Sociologia e educação: desafios da formação de professores para o ensino de Sociologia na educação básica | Juarez L. Carvalho Filho e Benedito Souza Filho
Émile Durkheim | Imagem: farofafilosófica.wordpress.com
Após a institucionalização da Sociologia em 2008, os professores da educação básica e a própria disciplina, que nunca se encontraram livres, encontram-se frente a diferentes obstáculos. Além disso, o atual cenário político traz ameaças para a disciplina na escola e, consequentemente, na academia. Fato que se dá com a Base Nacional Comum Curricular (BNCC) e a reforma do Ensino Médio (Lei nº 13.415), além dos constantes ataques de acusação de ser uma disciplina de doutrinação. Devido a esse contexto de expansão e repressão, faz-se necessário um debate sociológico entre Sociologia e Educação, buscando analisar as principais problemáticas que envolvem o tema.
“Sociologia e Educação” foi organizada pelo professor Juarez Lopes de Carvalho Filho (UFMA), mestre em filosofia e doutor em ciências sociais e Benedito Souza Filho, doutor em antropologia social e professor na mesma universidade. A obra (2018) é produto do I Encontro de Sociologia e Educação (2015), realizado pela Universidade Federal do Maranhão, e conta com oito artigos desenvolvidos por pesquisadores de diversas instituições do Brasil. O principal objetivo do livro é trazer informações e reflexões acerca da formação de professores da educação básica, com o foco nos estados do Maranhão e Paraíba, porém, iluminando questões para o cenário geral.

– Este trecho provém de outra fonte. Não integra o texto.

//! Identity records.
//!
//! An identity is a user or a group. Besides the handful of fields the
//! authorization engine reasons about (`id`, `type`, `owner`, `memberOf`),
//! an identity carries arbitrary attributes whose mutation is governed by
//! a configured allow-list.

use serde::{Deserialize, Serialize};
use serde_json::{Map, Value};
use std::fmt;

use super::meta::Meta;
use super::one_or_many;

/// Type marker for group identities.
pub const GROUP_TYPE: &str = "Group";

/// Globally unique identity identifier.
#[derive(Debug, Clone, PartialEq, Eq, Hash, PartialOrd, Ord, Serialize, Deserialize)]
#[serde(transparent)]
pub struct IdentityId(String);

impl IdentityId {
    /// Creates a new identity ID from the given string.
    #[must_use]
    pub fn new(id: impl Into<String>) -> Self {
        Self(id.into())
    }

    /// Generates a random `urn:uuid:` identity ID.
    #[must_use]
    pub fn generate() -> Self {
        Self(format!("urn:uuid:{}", uuid::Uuid::new_v4()))
    }

    /// Returns the ID as a string slice.
    #[must_use]
    pub fn as_str(&self) -> &str {
        &self.0
    }
}

impl fmt::Display for IdentityId {
    fn fmt(&self, f: &mut fmt::Formatter<'_>) -> fmt::Result {
        write!(f, "{}", self.0)
    }
}

impl From<String> for IdentityId {
    fn from(s: String) -> Self {
        Self(s)
    }
}

impl From<&str> for IdentityId {
    fn from(s: &str) -> Self {
        Self(s.to_string())
    }
}

impl AsRef<str> for IdentityId {
    fn as_ref(&self) -> &str {
        &self.0
    }
}

/// A user or group identity.
#[derive(Debug, Clone, PartialEq, Serialize, Deserialize)]
#[serde(rename_all = "camelCase")]
pub struct Identity {
    /// Globally unique, immutable identifier.
    pub id: IdentityId,

    /// Identity types (`Identity`, `Group`, ...).
    #[serde(
        rename = "type",
        default,
        with = "one_or_many",
        skip_serializing_if = "Vec::is_empty"
    )]
    pub kind: Vec<String>,

    /// Owning identity; owners satisfy permission checks written against
    /// this identity.
    #[serde(default, skip_serializing_if = "Option::is_none")]
    pub owner: Option<IdentityId>,

    /// Groups this identity claims to belong to.
    #[serde(
        default,
        deserialize_with = "one_or_many::deserialize",
        skip_serializing_if = "Vec::is_empty"
    )]
    pub member_of: Vec<IdentityId>,

    /// Remaining attribute fields.
    #[serde(flatten)]
    pub attributes: Map<String, Value>,
}

impl Identity {
    /// Creates an identity of type `Identity` with no attributes.
    #[must_use]
    pub fn new(id: impl Into<IdentityId>) -> Self {
        Self {
            id: id.into(),
            kind: vec!["Identity".to_string()],
            owner: None,
            member_of: Vec::new(),
            attributes: Map::new(),
        }
    }

    /// Creates a group identity.
    #[must_use]
    pub fn group(id: impl Into<IdentityId>) -> Self {
        let mut identity = Self::new(id);
        identity.kind.push(GROUP_TYPE.to_string());
        identity
    }

    /// Sets the owner.
    #[must_use]
    pub fn with_owner(mut self, owner: impl Into<IdentityId>) -> Self {
        self.owner = Some(owner.into());
        self
    }

    /// Adds a group membership.
    #[must_use]
    pub fn with_member_of(mut self, group: impl Into<IdentityId>) -> Self {
        self.member_of.push(group.into());
        self
    }

    /// Sets an attribute.
    #[must_use]
    pub fn with_attribute(mut self, key: impl Into<String>, value: impl Into<Value>) -> Self {
        self.attributes.insert(key.into(), value.into());
        self
    }

    /// Returns `true` if the identity is typed as a group.
    #[must_use]
    pub fn is_group(&self) -> bool {
        self.kind.iter().any(|k| k == GROUP_TYPE)
    }

    /// Returns `true` if the identity carries the given type.
    #[must_use]
    pub fn has_type(&self, kind: &str) -> bool {
        self.kind.iter().any(|k| k == kind)
    }

    /// Returns the `email` attribute, if it is a string.
    #[must_use]
    pub fn email(&self) -> Option<&str> {
        self.attributes.get("email").and_then(Value::as_str)
    }

    /// Returns `memberOf` with duplicates removed, first occurrence wins.
    #[must_use]
    pub fn normalized_member_of(&self) -> Vec<IdentityId> {
        let mut seen = std::collections::HashSet::new();
        self.member_of
            .iter()
            .filter(|group| seen.insert(group.as_str()))
            .cloned()
            .collect()
    }

    /// Resource list used when checking permissions over this identity:
    /// its own id plus its owner, if any.
    #[must_use]
    pub fn resource_list(&self) -> Vec<String> {
        let mut resources = vec![self.id.to_string()];
        if let Some(owner) = &self.owner
            && owner != &self.id
        {
            resources.push(owner.to_string());
        }
        resources
    }
}

/// An identity together with its bookkeeping.
#[derive(Debug, Clone, PartialEq, Serialize, Deserialize)]
pub struct IdentityRecord {
    /// The identity document.
    pub identity: Identity,
    /// Status, sequence, and held resource roles.
    pub meta: Meta,
}

impl IdentityRecord {
    /// Returns the record's identity ID.
    #[must_use]
    pub const fn id(&self) -> &IdentityId {
        &self.identity.id
    }

    /// Returns `true` if the record is active.
    #[must_use]
    pub fn is_active(&self) -> bool {
        self.meta.status.is_active()
    }
}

O primeiro artigo intitulado “Novos desafios para a formação do professor de Sociologia para o Ensino Médio” é de Amaury Cesar Moraes, doutor em educação (USP). O autor buscou fazer um panorama geral dos desafios que os professores de Sociologia enfrentam na sua formação. A primeira problemática que aponta é para o fato de não existir um curso de formação de professores para a educação básica do Brasil. O curso de pedagogia propõe uma formação muito ampla e não exclusiva para docentes, e as licenciaturas possuem apenas algumas disciplinas dedicadas à docência, o que mostra a tendência bacharalesca dos cursos. Além disso, Amaury pontua alguns temas da reforma do Ensino Médio em andamento, considerando-os como novos desafios a serem enfrentados. Primeiro, o dilema entre áreas e disciplinas. Segundo, a ideia de interdisciplinaridade. Terceiro, o dilema entre um ensino propedêutico ou profissionalizante. Quarto, a generalização das licenciaturas por área. Outro problema central, que reflete diretamente na qualidade da educação, é a qualidade da profissão. Hierarquização de ensino, formação continuada, salário pouco atrativo, profissionais lecionando matérias que não são da sua formação são alguns problemas que orbitam a profissão, que sofre constantemente uma desprofissionalização.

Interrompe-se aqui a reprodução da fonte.